Forward and reverse rotation brushless motor

Technical Field

The utility model relates to an external rotor electric machine technical field, concretely relates to positive and negative brushless motor that rotates.

Background

Motors of fitness equipment such as treadmills and the like have started to adopt outer rotor brushless direct current motors, and the motors are good in reliability, large in rotational inertia, stable in work and relatively poor in heat dissipation.

To this end, the CN215733773U of my prior application discloses an external rotor motor, when in operation, a rotor composed of a casing and the like rotates, negative pressure is generated inside the casing, air enters through a vent hole of a rear end cover, and is discharged from the vent groove through a wind guide surface with a taper formed by the vent groove and fan blades, so that air flow can be smoothly discharged, the heat dissipation effect is good, and the noise is lower.
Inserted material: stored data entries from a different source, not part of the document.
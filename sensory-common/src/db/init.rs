//! Database initialization
//!
//! Creates the database on first run, applies the schema idempotently and
//! seeds default engine settings.

use crate::Result;
use sqlx::sqlite::{SqliteConnectOptions, SqliteJournalMode, SqlitePoolOptions};
use sqlx::SqlitePool;
use std::path::Path;
use std::str::FromStr;
use std::time::Duration;
use tracing::info;

/// Initialize database connection and create tables if needed
pub async fn init_database(db_path: &Path) -> Result<SqlitePool> {
    let newly_created = !db_path.exists();

    // Create parent directory if it doesn't exist
    if let Some(parent) = db_path.parent() {
        std::fs::create_dir_all(parent)?;
    }

    // Pragmas go on the connect options so every pooled connection gets them
    let options = SqliteConnectOptions::from_str(&format!("sqlite://{}", db_path.display()))?
        .create_if_missing(true)
        .foreign_keys(true)
        .journal_mode(SqliteJournalMode::Wal)
        .busy_timeout(Duration::from_millis(5000));

    let pool = SqlitePoolOptions::new()
        .max_connections(10)
        .min_connections(1)
        .connect_with(options)
        .await?;

    if newly_created {
        info!("Initialized new database: {}", db_path.display());
    } else {
        info!("Opened existing database: {}", db_path.display());
    }

    create_schema(&pool).await?;
    crate::db::migrations::run_migrations(&pool).await?;
    init_default_settings(&pool).await?;

    Ok(pool)
}

/// Create all tables (idempotent)
pub async fn create_schema(pool: &SqlitePool) -> Result<()> {
    create_schema_version_table(pool).await?;
    create_settings_table(pool).await?;
    create_events_table(pool).await?;
    create_product_types_table(pool).await?;
    create_samples_table(pool).await?;
    create_jar_attributes_table(pool).await?;
    create_evaluators_table(pool).await?;
    create_randomization_tables(pool).await?;
    create_evaluations_table(pool).await?;
    Ok(())
}

async fn create_schema_version_table(pool: &SqlitePool) -> Result<()> {
    sqlx::query(
        r#"
        CREATE TABLE IF NOT EXISTS schema_version (
            version INTEGER PRIMARY KEY,
            applied_at TIMESTAMP NOT NULL DEFAULT CURRENT_TIMESTAMP
        )
        "#,
    )
    .execute(pool)
    .await?;

    Ok(())
}

/// Create the settings table
///
/// Stores engine configuration key-value pairs.
pub async fn create_settings_table(pool: &SqlitePool) -> Result<()> {
    sqlx::query(
        r#"
        CREATE TABLE IF NOT EXISTS settings (
            key TEXT PRIMARY KEY,
            value TEXT,
            updated_at TIMESTAMP NOT NULL DEFAULT CURRENT_TIMESTAMP
        )
        "#,
    )
    .execute(pool)
    .await?;

    Ok(())
}

async fn create_events_table(pool: &SqlitePool) -> Result<()> {
    sqlx::query(
        r#"
        CREATE TABLE IF NOT EXISTS events (
            guid TEXT PRIMARY KEY,
            name TEXT NOT NULL,
            created_at TIMESTAMP NOT NULL DEFAULT CURRENT_TIMESTAMP
        )
        "#,
    )
    .execute(pool)
    .await?;

    Ok(())
}

async fn create_product_types_table(pool: &SqlitePool) -> Result<()> {
    sqlx::query(
        r#"
        CREATE TABLE IF NOT EXISTS product_types (
            guid TEXT PRIMARY KEY,
            event_id TEXT NOT NULL REFERENCES events(guid) ON DELETE CASCADE,
            name TEXT NOT NULL,
            display_order INTEGER NOT NULL DEFAULT 0,
            has_randomization INTEGER NOT NULL DEFAULT 0
        )
        "#,
    )
    .execute(pool)
    .await?;

    sqlx::query(
        "CREATE INDEX IF NOT EXISTS idx_product_types_event ON product_types(event_id, display_order)",
    )
    .execute(pool)
    .await?;

    Ok(())
}

async fn create_samples_table(pool: &SqlitePool) -> Result<()> {
    sqlx::query(
        r#"
        CREATE TABLE IF NOT EXISTS samples (
            guid TEXT PRIMARY KEY,
            product_type_id TEXT NOT NULL REFERENCES product_types(guid) ON DELETE CASCADE,
            brand TEXT NOT NULL,
            retailer_code TEXT NOT NULL,
            blind_code TEXT,
            sort_order INTEGER NOT NULL DEFAULT 0
        )
        "#,
    )
    .execute(pool)
    .await?;

    Ok(())
}

async fn create_jar_attributes_table(pool: &SqlitePool) -> Result<()> {
    sqlx::query(
        r#"
        CREATE TABLE IF NOT EXISTS jar_attributes (
            guid TEXT PRIMARY KEY,
            product_type_id TEXT NOT NULL REFERENCES product_types(guid) ON DELETE CASCADE,
            name TEXT NOT NULL,
            label_1 TEXT NOT NULL,
            label_2 TEXT NOT NULL,
            label_3 TEXT NOT NULL,
            label_4 TEXT NOT NULL,
            label_5 TEXT NOT NULL,
            display_order INTEGER NOT NULL DEFAULT 0
        )
        "#,
    )
    .execute(pool)
    .await?;

    Ok(())
}

/// Evaluator identity -> stable seat within an event
async fn create_evaluators_table(pool: &SqlitePool) -> Result<()> {
    sqlx::query(
        r#"
        CREATE TABLE IF NOT EXISTS evaluators (
            event_id TEXT NOT NULL REFERENCES events(guid) ON DELETE CASCADE,
            evaluator_id TEXT NOT NULL,
            position INTEGER NOT NULL CHECK (position BETWEEN 1 AND 12),
            joined_at TIMESTAMP NOT NULL DEFAULT CURRENT_TIMESTAMP,
            PRIMARY KEY (event_id, evaluator_id),
            UNIQUE (event_id, position)
        )
        "#,
    )
    .execute(pool)
    .await?;

    Ok(())
}

/// Randomization header (one per product type) and per-slot entries
///
/// The header's primary key serializes concurrent builds: the second
/// writer hits a unique violation instead of interleaving entries.
async fn create_randomization_tables(pool: &SqlitePool) -> Result<()> {
    sqlx::query(
        r#"
        CREATE TABLE IF NOT EXISTS randomizations (
            product_type_id TEXT PRIMARY KEY REFERENCES product_types(guid) ON DELETE CASCADE,
            evaluator_slots INTEGER NOT NULL,
            created_at TEXT NOT NULL
        )
        "#,
    )
    .execute(pool)
    .await?;

    sqlx::query(
        r#"
        CREATE TABLE IF NOT EXISTS randomization_entries (
            product_type_id TEXT NOT NULL REFERENCES randomizations(product_type_id) ON DELETE CASCADE,
            position INTEGER NOT NULL,
            presentation_order INTEGER NOT NULL,
            sample_id TEXT NOT NULL REFERENCES samples(guid) ON DELETE CASCADE,
            blind_code TEXT NOT NULL,
            PRIMARY KEY (product_type_id, position, presentation_order),
            UNIQUE (product_type_id, position, sample_id)
        )
        "#,
    )
    .execute(pool)
    .await?;

    Ok(())
}

async fn create_evaluations_table(pool: &SqlitePool) -> Result<()> {
    sqlx::query(
        r#"
        CREATE TABLE IF NOT EXISTS evaluations (
            guid TEXT PRIMARY KEY,
            event_id TEXT NOT NULL REFERENCES events(guid) ON DELETE CASCADE,
            product_type_id TEXT NOT NULL,
            sample_id TEXT NOT NULL,
            evaluator_id TEXT NOT NULL,
            appearance INTEGER NOT NULL CHECK (appearance BETWEEN 1 AND 9),
            aroma INTEGER NOT NULL CHECK (aroma BETWEEN 1 AND 9),
            flavor INTEGER NOT NULL CHECK (flavor BETWEEN 1 AND 9),
            texture INTEGER NOT NULL CHECK (texture BETWEEN 1 AND 9),
            overall INTEGER NOT NULL CHECK (overall BETWEEN 1 AND 9),
            jar_json TEXT NOT NULL DEFAULT '{}',
            created_at TEXT NOT NULL,
            UNIQUE (evaluator_id, sample_id, event_id)
        )
        "#,
    )
    .execute(pool)
    .await?;

    sqlx::query(
        "CREATE INDEX IF NOT EXISTS idx_evaluations_product_type ON evaluations(product_type_id)",
    )
    .execute(pool)
    .await?;

    Ok(())
}

/// Ensure all engine settings exist with default values
async fn init_default_settings(pool: &SqlitePool) -> Result<()> {
    ensure_setting(pool, "evaluator_slots", "12").await?;
    ensure_setting(pool, "persistence_timeout_ms", "5000").await?;
    ensure_setting(pool, "jar_out_of_range_policy", "drop").await?;
    Ok(())
}

/// Insert a setting if missing; reset it to the default if NULL
async fn ensure_setting(pool: &SqlitePool, key: &str, default_value: &str) -> Result<()> {
    let value: Option<Option<String>> =
        sqlx::query_scalar("SELECT value FROM settings WHERE key = ?")
            .bind(key)
            .fetch_optional(pool)
            .await?;

    match value {
        None => {
            // INSERT OR IGNORE tolerates concurrent initialization
            sqlx::query("INSERT OR IGNORE INTO settings (key, value) VALUES (?, ?)")
                .bind(key)
                .bind(default_value)
                .execute(pool)
                .await?;
            info!("Initialized setting '{}' with default value: {}", key, default_value);
        }
        Some(None) => {
            sqlx::query("UPDATE settings SET value = ? WHERE key = ?")
                .bind(default_value)
                .bind(key)
                .execute(pool)
                .await?;
            info!("Reset NULL setting '{}' to default value: {}", key, default_value);
        }
        Some(Some(_)) => {}
    }

    Ok(())
}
But along with the development of treadmill trade, the heat dispersion and the noise size of this motor have more and more can't satisfy the demand of fitness equipment such as high performance treadmill, and fitness equipment such as treadmill need use the positive reverse function of motor moreover mostly, and this motor can provide good radiating effect when corotation, but in case its radiating effect is not when corotation good when reversal, produces whistling moreover easily, leads to the noise increase.
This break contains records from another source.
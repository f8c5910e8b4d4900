//! Health check endpoint

use axum::{routing::get, Json, Router};
use serde::Serialize;

use crate::AppState;

/// Health check response
#[derive(Debug, Serialize)]
pub struct HealthResponse {
    pub status: String,
    pub module: String,
    pub version: String,
}

/// GET /health
pub async fn health_check() -> Json<HealthResponse> {
    Json(HealthResponse {
        status: "ok".to_string(),
        module: "sensory-engine".to_string(),
        version: env!("CARGO_PKG_VERSION").to_string(),
    })
}

/// Build health check routes
pub fn health_routes() -> Router<AppState> {
    Router::new().route("/health", get(health_check))
}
Therefore, a brushless motor with positive and negative rotation capable of significantly improving heat dissipation effect and reducing noise such as squeal is needed.

SUMMERY OF THE UTILITY MODEL

The utility model aims at the above-mentioned problem that exists among the prior art, a positive reverse brushless motor is provided.
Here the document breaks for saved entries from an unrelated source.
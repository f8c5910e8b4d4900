//! Persistence boundary for the engine
//!
//! The engine reads catalog data (product types, samples, JAR attributes)
//! and reads/writes randomization tables, evaluator positions and
//! evaluations through [`AssignmentStore`]. [`SqliteStore`] is the
//! production implementation; [`MemoryStore`] backs tests.

use std::collections::HashSet;

use async_trait::async_trait;
use sensory_common::{
    EvaluatorPosition, Evaluation, JarAttribute, ProductType, RandomizationTable, Result, Sample,
};
use uuid::Uuid;

pub mod memory;
pub mod sqlite;

pub use memory::MemoryStore;
pub use sqlite::SqliteStore;

/// Key-value style read/write boundary used by the engine
///
/// Implementations must make [`AssignmentStore::save_randomization`]
/// all-or-nothing and reject a second table for the same product type with
/// `AlreadyRandomized`, and must reject a second evaluation for the same
/// (evaluator, sample, event) with `DuplicateEvaluation`.
#[async_trait]
pub trait AssignmentStore: Send + Sync {
    async fn product_type(&self, product_type_id: Uuid) -> Result<Option<ProductType>>;

    /// Product types of an event sorted by display order
    async fn product_types_for_event(&self, event_id: Uuid) -> Result<Vec<ProductType>>;

    /// Samples of a product type in entry order
    async fn samples(&self, product_type_id: Uuid) -> Result<Vec<Sample>>;

    async fn jar_attributes(&self, product_type_id: Uuid) -> Result<Vec<JarAttribute>>;

    async fn randomization(&self, product_type_id: Uuid) -> Result<Option<RandomizationTable>>;

    /// Atomically persist the table, the samples' blind codes and the
    /// product type's `has_randomization` flag
    ///
    /// With `replace`, an existing table and every evaluation of the
    /// product type are deleted in the same transaction.
    async fn save_randomization(
        &self,
        table: &RandomizationTable,
        blind_codes: &[(Uuid, String)],
        replace: bool,
    ) -> Result<()>;

    async fn evaluator_position(
        &self,
        event_id: Uuid,
        evaluator_id: Uuid,
    ) -> Result<Option<EvaluatorPosition>>;

    /// Seat an evaluator at the lowest free position in `1..=slots`;
    /// returns the existing seat if already registered
    async fn register_evaluator(
        &self,
        event_id: Uuid,
        evaluator_id: Uuid,
        slots: u8,
    ) -> Result<EvaluatorPosition>;

    /// Samples of the product type this evaluator has rated in the event
    async fn completed_sample_ids(
        &self,
        event_id: Uuid,
        evaluator_id: Uuid,
        product_type_id: Uuid,
    ) -> Result<HashSet<Uuid>>;

    async fn insert_evaluation(&self, evaluation: &Evaluation) -> Result<()>;

    /// All evaluations of a product type, oldest first
    async fn evaluations(&self, product_type_id: Uuid) -> Result<Vec<Evaluation>>;
}

/// Lowest position in `1..=slots` not in `taken`
pub(crate) fn lowest_free_position(
    taken: &HashSet<u8>,
    slots: u8,
) -> Option<EvaluatorPosition> {
    (1..=slots)
        .find(|p| !taken.contains(p))
        .and_then(|p| EvaluatorPosition::new(p).ok())
}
In order to realize the purpose of the utility model, the utility model adopts the following technical scheme: the positive and negative rotation brushless motor comprises a shell, a front end cover, a rotating shaft, a stator and a rear end cover, wherein the shell is internally provided with a magnet, so that the shell, the front end cover, the rear end cover and the magnet form a rotor, and one end of the shell, which is connected with the front end cover, is provided with an air inlet channel and an air outlet channel;

one surface of the front end cover positioned in the shell is provided with a first impeller matched with the air inlet and outlet channel;

a second impeller is arranged at the center of the rear end cover;

when the machine shell rotates forwards, the first impeller rotates forwards to form a centrifugal fan to discharge air in the machine shell outwards, and the second impeller rotates forwards to form a turbine fan to suck the air into the machine shell to form a pressurizing and heat-dissipating airflow;

when the casing rotates reversely, the first impeller rotates reversely to form a turbofan so as to pump air into the casing, and the second impeller rotates reversely to form a centrifugal fan so as to discharge the air in the casing outwards, so that reverse pressurizing and heat dissipating airflow is formed.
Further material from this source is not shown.